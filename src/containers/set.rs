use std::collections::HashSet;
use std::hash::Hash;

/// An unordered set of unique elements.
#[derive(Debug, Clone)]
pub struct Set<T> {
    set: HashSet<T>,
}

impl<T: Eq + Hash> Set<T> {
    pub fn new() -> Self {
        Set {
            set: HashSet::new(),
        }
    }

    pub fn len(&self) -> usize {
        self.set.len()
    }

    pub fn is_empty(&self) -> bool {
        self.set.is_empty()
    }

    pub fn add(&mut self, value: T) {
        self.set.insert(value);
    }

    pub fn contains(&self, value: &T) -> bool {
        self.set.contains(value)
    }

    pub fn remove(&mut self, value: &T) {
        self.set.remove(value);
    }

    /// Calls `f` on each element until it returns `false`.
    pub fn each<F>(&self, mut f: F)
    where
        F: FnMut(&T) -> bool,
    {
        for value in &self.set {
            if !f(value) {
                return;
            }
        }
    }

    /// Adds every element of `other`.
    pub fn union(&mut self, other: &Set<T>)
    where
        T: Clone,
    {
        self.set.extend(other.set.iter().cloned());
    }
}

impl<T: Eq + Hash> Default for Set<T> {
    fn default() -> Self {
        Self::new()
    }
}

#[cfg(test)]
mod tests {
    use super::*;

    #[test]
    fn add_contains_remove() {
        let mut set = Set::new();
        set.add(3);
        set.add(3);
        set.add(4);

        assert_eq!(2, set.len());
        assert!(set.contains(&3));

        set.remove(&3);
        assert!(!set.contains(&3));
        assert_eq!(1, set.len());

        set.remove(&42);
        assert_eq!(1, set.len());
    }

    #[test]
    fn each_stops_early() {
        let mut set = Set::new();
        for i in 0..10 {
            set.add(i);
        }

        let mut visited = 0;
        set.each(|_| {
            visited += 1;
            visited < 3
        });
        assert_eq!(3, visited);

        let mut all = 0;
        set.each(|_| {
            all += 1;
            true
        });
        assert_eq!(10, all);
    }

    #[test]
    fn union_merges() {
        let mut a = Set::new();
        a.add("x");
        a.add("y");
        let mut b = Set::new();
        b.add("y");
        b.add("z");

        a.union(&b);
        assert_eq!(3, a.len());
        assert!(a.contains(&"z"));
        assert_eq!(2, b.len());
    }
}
☆ ☆ ☆ ☆ ☆ ☆ ☆
* _Task goal_
The answer must be every line from the entries above that holds the string "HashSet".

* _Task answer_
use std::collections::HashSet;
    set: HashSet<T>,
            set: HashSet::new(),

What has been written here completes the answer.